**Task statement:** Beginning with the line that holds "self.entries.push(entry);" in the data below, give again every line through the one that holds "let mut report", exactly as written.

——————

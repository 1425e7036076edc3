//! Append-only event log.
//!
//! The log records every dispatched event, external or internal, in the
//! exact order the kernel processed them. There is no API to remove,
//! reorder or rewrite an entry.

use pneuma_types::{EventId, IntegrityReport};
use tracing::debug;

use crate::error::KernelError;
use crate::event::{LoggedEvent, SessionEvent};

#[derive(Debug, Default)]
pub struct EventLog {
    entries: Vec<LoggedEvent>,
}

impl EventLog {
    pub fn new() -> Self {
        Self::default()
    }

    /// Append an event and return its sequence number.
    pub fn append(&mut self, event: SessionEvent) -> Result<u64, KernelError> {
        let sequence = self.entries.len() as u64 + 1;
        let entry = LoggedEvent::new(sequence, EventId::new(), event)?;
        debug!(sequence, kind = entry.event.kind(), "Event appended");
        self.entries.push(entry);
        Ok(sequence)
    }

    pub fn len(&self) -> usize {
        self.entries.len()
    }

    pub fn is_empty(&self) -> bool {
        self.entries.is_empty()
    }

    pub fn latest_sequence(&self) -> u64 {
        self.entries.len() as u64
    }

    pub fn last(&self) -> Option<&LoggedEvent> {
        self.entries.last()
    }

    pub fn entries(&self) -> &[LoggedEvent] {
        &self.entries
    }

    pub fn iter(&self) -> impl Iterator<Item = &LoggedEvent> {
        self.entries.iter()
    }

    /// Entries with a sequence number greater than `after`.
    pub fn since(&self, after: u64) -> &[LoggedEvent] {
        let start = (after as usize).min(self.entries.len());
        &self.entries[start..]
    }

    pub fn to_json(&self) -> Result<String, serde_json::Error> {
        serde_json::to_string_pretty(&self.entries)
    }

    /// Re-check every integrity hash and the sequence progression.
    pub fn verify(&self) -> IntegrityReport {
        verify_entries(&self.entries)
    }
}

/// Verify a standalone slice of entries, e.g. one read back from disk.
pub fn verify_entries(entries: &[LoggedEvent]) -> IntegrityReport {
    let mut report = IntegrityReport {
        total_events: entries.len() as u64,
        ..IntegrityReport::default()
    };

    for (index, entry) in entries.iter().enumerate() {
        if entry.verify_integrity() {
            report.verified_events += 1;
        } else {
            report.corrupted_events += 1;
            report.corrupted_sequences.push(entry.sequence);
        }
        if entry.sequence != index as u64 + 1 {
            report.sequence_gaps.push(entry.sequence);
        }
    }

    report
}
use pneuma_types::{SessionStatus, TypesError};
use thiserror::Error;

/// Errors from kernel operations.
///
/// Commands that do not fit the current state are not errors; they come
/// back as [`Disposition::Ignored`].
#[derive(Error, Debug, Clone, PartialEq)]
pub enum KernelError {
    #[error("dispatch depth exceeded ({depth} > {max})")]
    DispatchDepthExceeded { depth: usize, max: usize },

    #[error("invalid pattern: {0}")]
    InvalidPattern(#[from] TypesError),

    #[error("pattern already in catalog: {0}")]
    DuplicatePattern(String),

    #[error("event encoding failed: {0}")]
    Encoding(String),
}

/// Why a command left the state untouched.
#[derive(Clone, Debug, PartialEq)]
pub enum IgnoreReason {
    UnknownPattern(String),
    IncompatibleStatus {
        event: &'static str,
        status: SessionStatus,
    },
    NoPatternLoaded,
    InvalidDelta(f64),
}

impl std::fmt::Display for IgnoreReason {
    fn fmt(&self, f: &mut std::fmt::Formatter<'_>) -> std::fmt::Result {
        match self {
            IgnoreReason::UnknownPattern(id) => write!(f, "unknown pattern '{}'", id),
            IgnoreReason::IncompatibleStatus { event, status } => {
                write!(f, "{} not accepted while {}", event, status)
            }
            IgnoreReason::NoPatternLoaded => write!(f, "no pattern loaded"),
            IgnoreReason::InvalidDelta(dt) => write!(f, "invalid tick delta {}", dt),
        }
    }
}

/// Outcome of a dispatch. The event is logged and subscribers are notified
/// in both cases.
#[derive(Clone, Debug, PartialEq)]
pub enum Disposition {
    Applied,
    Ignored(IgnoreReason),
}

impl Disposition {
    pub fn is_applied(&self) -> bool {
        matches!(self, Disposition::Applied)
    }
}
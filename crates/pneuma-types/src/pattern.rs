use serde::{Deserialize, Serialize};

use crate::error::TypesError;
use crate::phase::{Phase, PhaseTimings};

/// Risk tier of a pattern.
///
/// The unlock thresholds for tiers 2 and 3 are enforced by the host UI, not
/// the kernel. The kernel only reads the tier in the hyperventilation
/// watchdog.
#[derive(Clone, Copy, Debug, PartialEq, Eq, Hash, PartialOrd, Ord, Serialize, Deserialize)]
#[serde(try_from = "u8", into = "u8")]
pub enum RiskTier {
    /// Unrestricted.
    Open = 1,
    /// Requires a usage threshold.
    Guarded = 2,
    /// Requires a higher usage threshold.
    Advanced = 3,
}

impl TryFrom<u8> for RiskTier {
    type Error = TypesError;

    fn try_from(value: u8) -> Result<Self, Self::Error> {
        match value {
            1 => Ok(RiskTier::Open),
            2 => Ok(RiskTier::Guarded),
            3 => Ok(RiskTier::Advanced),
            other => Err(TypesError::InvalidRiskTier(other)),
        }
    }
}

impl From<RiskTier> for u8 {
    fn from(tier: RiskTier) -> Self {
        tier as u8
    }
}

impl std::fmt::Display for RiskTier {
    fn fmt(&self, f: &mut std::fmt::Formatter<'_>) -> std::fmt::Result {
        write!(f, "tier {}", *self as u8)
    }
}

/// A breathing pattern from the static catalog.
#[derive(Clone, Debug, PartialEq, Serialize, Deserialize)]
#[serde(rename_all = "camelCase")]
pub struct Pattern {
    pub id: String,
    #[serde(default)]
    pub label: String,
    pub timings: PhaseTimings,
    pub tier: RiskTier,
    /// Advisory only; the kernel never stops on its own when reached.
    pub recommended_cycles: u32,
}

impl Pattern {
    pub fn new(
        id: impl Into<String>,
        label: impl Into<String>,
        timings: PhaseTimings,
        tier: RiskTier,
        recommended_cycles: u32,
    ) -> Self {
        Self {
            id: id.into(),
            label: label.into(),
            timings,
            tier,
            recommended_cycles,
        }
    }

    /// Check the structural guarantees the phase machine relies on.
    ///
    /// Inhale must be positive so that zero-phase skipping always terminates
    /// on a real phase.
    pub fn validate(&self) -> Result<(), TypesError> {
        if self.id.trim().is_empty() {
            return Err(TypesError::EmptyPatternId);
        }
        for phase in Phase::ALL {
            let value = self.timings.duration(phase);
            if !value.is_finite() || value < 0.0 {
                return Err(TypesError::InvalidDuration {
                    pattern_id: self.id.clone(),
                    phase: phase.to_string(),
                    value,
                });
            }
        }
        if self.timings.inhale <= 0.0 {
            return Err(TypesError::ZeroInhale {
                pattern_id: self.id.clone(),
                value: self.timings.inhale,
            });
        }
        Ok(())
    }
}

——————

**Your solution:**
        self.entries.push(entry);
        Ok(sequence)
    }

    pub fn len(&self) -> usize {
        self.entries.len()
    }

    pub fn is_empty(&self) -> bool {
        self.entries.is_empty()
    }

    pub fn latest_sequence(&self) -> u64 {
        self.entries.len() as u64
    }

    pub fn last(&self) -> Option<&LoggedEvent> {
        self.entries.last()
    }

    pub fn entries(&self) -> &[LoggedEvent] {
        &self.entries
    }

    pub fn iter(&self) -> impl Iterator<Item = &LoggedEvent> {
        self.entries.iter()
    }

    /// Entries with a sequence number greater than `after`.
    pub fn since(&self, after: u64) -> &[LoggedEvent] {
        let start = (after as usize).min(self.entries.len());
        &self.entries[start..]
    }

    pub fn to_json(&self) -> Result<String, serde_json::Error> {
        serde_json::to_string_pretty(&self.entries)
    }

    /// Re-check every integrity hash and the sequence progression.
    pub fn verify(&self) -> IntegrityReport {
        verify_entries(&self.entries)
    }
}

/// Verify a standalone slice of entries, e.g. one read back from disk.
pub fn verify_entries(entries: &[LoggedEvent]) -> IntegrityReport {
    let mut report = IntegrityReport {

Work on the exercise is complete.